En parlant de divinité, Guillermo del Toro en est une bonne. C’est qu’à même pas cinquante ans (c’est jeune dans le milieu du cinéma) le mexicain s’est déjà créé une église, remplie par les millions de fidèles qui voient en lui le messie qui sauvera le cinéma fantastique des griffes du grand méchant Hollywood. Il est d’ailleurs bien difficile de leur donner tort, les films de cet amoureux du cinéma de genre étant toujours réussis et transpirant la sincérité par tous leurs pores monstrueux. Un cinéma gluant, qui se déverse sur vous et ne vous lâche plus: quand vous avez vu un del Toro, vous avez envie de voir les autres ! Mais celui qui s’évertue à nous offrir des blockbusters plus sentimentaux que la moyenne du style n’a pas toujours évolué dans des sphères aussi friquées, ses premiers films Cronos, Mimic et L’Echine du Diable étant des films d’horreur qui pourraient presque passer pour intimistes à coté du bestiaire de monstres proposé par les Hellboy ou de l’action d’un Blade II. Et ne parlons même pas du gigantisme de Pacific Rim… Des films plus modestes si on regarde le larfeuille mais qui étaient déjà bien généreux thématiquement parlant et qui montraient déjà l’habilité de Guillermo au scénario, le papa du Labyrinthe de Pan sachant tenir une plume.
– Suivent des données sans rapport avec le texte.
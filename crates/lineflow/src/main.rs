//! Lineflow command line
//!
//! One binary for the whole item lifecycle: seeding catalogs, previewing and
//! reconciling operator batch files, interactive transitions, scrap output
//! lots, audit queries and lot administration.

use anyhow::Result;
use clap::{Parser, Subcommand};
use lineflow_lifecycle::Phase;
use std::path::PathBuf;
use std::process::ExitCode;

mod cli;

use cli::context::GlobalArgs;
use cli::{parse_day, parse_phase};

#[derive(Parser, Debug)]
#[command(name = "lineflow", version, about = "Item lifecycle tracking and batch reconciliation")]
struct Cli {
    /// Enable verbose logging (debug to stderr)
    #[arg(short = 'v', long, global = true)]
    verbose: bool,

    /// SQLite database file
    #[arg(long, global = true, env = "LINEFLOW_DB")]
    db: Option<PathBuf>,

    /// Config file (defaults to ~/.lineflow/config.toml)
    #[arg(long, global = true, env = "LINEFLOW_CONFIG")]
    config: Option<PathBuf>,

    /// Acting user id
    #[arg(long, global = true, env = "LINEFLOW_USER")]
    user: Option<String>,

    /// Acting user's role (UA, UReg, UTI, UEN, UR, UE, URep)
    #[arg(long, global = true, env = "LINEFLOW_ROLE")]
    role: Option<String>,

    #[command(subcommand)]
    command: Commands,
}

#[derive(Subcommand, Debug)]
enum Commands {
    /// Create the state, code and SKU catalogs (idempotent)
    Seed,

    /// Show how a batch file would be read, without touching the database
    Preview {
        /// Batch file to inspect
        file: PathBuf,

        /// Number of parsed rows to show
        #[arg(short = 'n', long, default_value = "10")]
        rows: usize,

        /// Output as JSON
        #[arg(long)]
        json: bool,
    },

    /// Apply one operation to every serial in a batch file
    Reconcile {
        /// Batch file (CSV, TSV, space-aligned or a bare serial list)
        file: PathBuf,

        /// Operation: create, advance, set-phase, pack, pair, ship
        #[arg(long)]
        op: String,

        /// Target phase for set-phase
        #[arg(long, value_parser = parse_phase)]
        phase: Option<Phase>,

        /// Lot number (defaults to LOT_YYMMDD or SAL_YYMMDD)
        #[arg(long)]
        lot: Option<String>,

        /// SKU for the lot and its new items
        #[arg(long)]
        sku: Option<String>,

        /// Lot priority, 1 (low) to 3 (high)
        #[arg(long, default_value = "2", value_parser = clap::value_parser!(i64).range(1..=3))]
        priority: i64,

        /// Received date for rows without one (e.g. 2024-03-15 or 15-mar-24)
        #[arg(long, value_parser = parse_day)]
        received: Option<chrono::DateTime<chrono::Utc>>,

        /// Output as JSON
        #[arg(long)]
        json: bool,
    },

    /// Move one item to another phase
    Transition {
        /// Item serial
        serial: String,

        /// Target phase
        #[arg(long, value_parser = parse_phase)]
        to: Phase,

        /// Scrap motive (COSMETICA, FUERA_DE_RANGO, INFESTADO, DEFECTO_SW, ...)
        #[arg(long)]
        motive: Option<String>,

        /// Scrap detail
        #[arg(long)]
        detail: Option<String>,

        /// Diagnosis code backing an electronic scrap motive
        #[arg(long)]
        diagnosis_code: Option<String>,

        /// Record a diagnosis with these codes
        #[arg(long, value_delimiter = ',', num_args = 1..)]
        diagnose: Vec<String>,

        /// Close a repair with these repair codes
        #[arg(long, value_delimiter = ',', num_args = 1..)]
        repair: Vec<String>,

        /// Responsible technician for diagnosis and repair
        #[arg(long)]
        technician: Option<String>,

        /// Free-text note or observations
        #[arg(long)]
        note: Option<String>,

        /// Output as JSON
        #[arg(long)]
        json: bool,
    },

    /// Ship a scrapped item out in a scrap lot
    ScrapOut {
        /// Item serial
        serial: String,

        /// Physical condition (CIRCUITO_OK_BASE_NOK, BASE_OK_CIRCUITO_NOK, ...)
        #[arg(long)]
        detail: String,

        /// Existing scrap lot to use instead of the open one for this motive
        #[arg(long)]
        lot: Option<String>,

        /// Output as JSON
        #[arg(long)]
        json: bool,
    },

    /// List items in a phase
    List {
        #[arg(long, value_parser = parse_phase)]
        phase: Phase,

        /// Only items in this inbound lot
        #[arg(long)]
        lot: Option<String>,

        #[arg(long)]
        sku: Option<String>,

        /// Only items with this scrap motive
        #[arg(long)]
        motive: Option<String>,

        #[arg(short = 'n', long, default_value = "100")]
        limit: u32,

        /// Output as JSON
        #[arg(long)]
        json: bool,
    },

    /// Read the transition log, newest first
    History {
        #[arg(long)]
        serial: Option<String>,

        #[arg(long, value_parser = parse_phase)]
        phase: Option<Phase>,

        /// Only records on or after this day
        #[arg(long, value_parser = parse_day)]
        since: Option<chrono::DateTime<chrono::Utc>>,

        /// Only records before this day
        #[arg(long, value_parser = parse_day)]
        until: Option<chrono::DateTime<chrono::Utc>>,

        #[arg(short = 'n', long, default_value = "50")]
        limit: u32,

        /// Output as JSON
        #[arg(long)]
        json: bool,
    },

    /// Diagnosis and repair entries for one item
    RepairHistory {
        serial: String,

        /// Output as JSON
        #[arg(long)]
        json: bool,
    },

    /// Items waiting at the repair bench
    RepairQueue {
        /// Output as JSON
        #[arg(long)]
        json: bool,
    },

    /// SCRAP inventory by motive, detail and SKU
    ScrapStats {
        /// Output as JSON
        #[arg(long)]
        json: bool,
    },

    /// Recent reconcile runs
    Runs {
        #[arg(short = 'n', long, default_value = "20")]
        limit: u32,

        /// Output as JSON
        #[arg(long)]
        json: bool,
    },

    /// Lot administration
    Lot {
        #[command(subcommand)]
        action: LotAction,
    },
}

#[derive(Subcommand, Debug)]
enum LotAction {
    /// List lots, newest first
    List {
        #[arg(short = 'n', long)]
        limit: Option<u32>,

        /// Output as JSON
        #[arg(long)]
        json: bool,
    },

    /// Mark a lot COMPLETADO
    Close {
        number: String,
    },

    /// Remove a lot and its items from view; transition records are kept
    Purge {
        number: String,

        /// Repeat the lot number to confirm
        #[arg(long)]
        confirm: String,
    },
}

fn run_command(cli: Cli) -> Result<()> {
    let global = GlobalArgs {
        db: cli.db,
        config: cli.config,
        user: cli.user,
        role: cli.role,
    };

    match cli.command {
        Commands::Seed => cli::seed::run(global),
        Commands::Preview { file, rows, json } => {
            cli::preview::run(global, cli::preview::PreviewArgs { file, rows, json })
        }
        Commands::Reconcile {
            file,
            op,
            phase,
            lot,
            sku,
            priority,
            received,
            json,
        } => cli::reconcile::run(
            global,
            cli::reconcile::ReconcileArgs {
                file,
                op,
                phase,
                lot,
                sku,
                priority,
                received,
                json,
            },
        ),
        Commands::Transition {
            serial,
            to,
            motive,
            detail,
            diagnosis_code,
            diagnose,
            repair,
            technician,
            note,
            json,
        } => cli::transition::run(
            global,
            cli::transition::TransitionArgs {
                serial,
                to,
                motive,
                detail,
                diagnosis_code,
                diagnose,
                repair,
                technician,
                note,
                json,
            },
        ),
        Commands::ScrapOut {
            serial,
            detail,
            lot,
            json,
        } => cli::scrap_out::run(
            global,
            cli::scrap_out::ScrapOutArgs {
                serial,
                detail,
                lot,
                json,
            },
        ),
        Commands::List {
            phase,
            lot,
            sku,
            motive,
            limit,
            json,
        } => cli::list::run(
            global,
            cli::list::ListArgs {
                phase,
                lot,
                sku,
                motive,
                limit,
                json,
            },
        ),
        Commands::History {
            serial,
            phase,
            since,
            until,
            limit,
            json,
        } => cli::history::run(
            global,
            cli::history::HistoryArgs {
                serial,
                phase,
                since,
                until,
                limit,
                json,
            },
        ),
        Commands::RepairHistory { serial, json } => cli::repair::run_history(global, &serial, json),
        Commands::RepairQueue { json } => cli::repair::run_queue(global, json),
        Commands::ScrapStats { json } => cli::scrap_stats::run(global, json),
        Commands::Runs { limit, json } => cli::runs::run(global, limit, json),
        Commands::Lot { action } => match action {
            LotAction::List { limit, json } => cli::lot::run_list(global, limit, json),
            LotAction::Close { number } => cli::lot::run_close(global, &number),
            LotAction::Purge { number, confirm } => cli::lot::run_purge(global, &number, &confirm),
        },
    }
}

fn main() -> ExitCode {
    let cli = Cli::parse();

    if let Err(err) = lineflow_logging::init_logging(lineflow_logging::LogConfig {
        app_name: "lineflow",
        verbose: cli.verbose,
    }) {
        eprintln!("Warning: logging disabled: {:#}", err);
    }

    match run_command(cli) {
        Ok(()) => ExitCode::SUCCESS,
        Err(err) => {
            eprintln!("{:?}", err);
            ExitCode::from(1)
        }
    }
}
Mais le réalisateur n’est pas toujours très satisfait de ses œuvres, et de Mimic en particulier. Il ne le renie pas, mais il a la désagréable impression qu’il aurait pu mieux faire si on lui avait donné carte blanche et le final cut, une demande impossible lorsqu’on a comme producteurs les frères Weinstein, jamais les derniers à intervenir dans le montage d’un film. S’ils ont foutu de nombreux films en l’air, ils n’ont visiblement pas réussi à saccager Mimic, qui reste un film de monstre plus que recommandable. Et del Toro se sera vengé il y a peu, un director’s cut sortant en 2011. Pas de quoi modifier de long en large un film qui de toute façon ne ressemblera jamais à la vision qu’il en avait lorsqu’il en a rédigé le script sur la base d’une nouvelle des années 40, pensant encore à l’époque que ses cafards ne seraient les stars que d’un segment d’un film en contenant trois, mais de quoi s’approcher un peu plus de ce qu’il avait en tête. Guillermo n’aime donc pas trop cette version cinéma, sur laquelle nous allons nous pencher.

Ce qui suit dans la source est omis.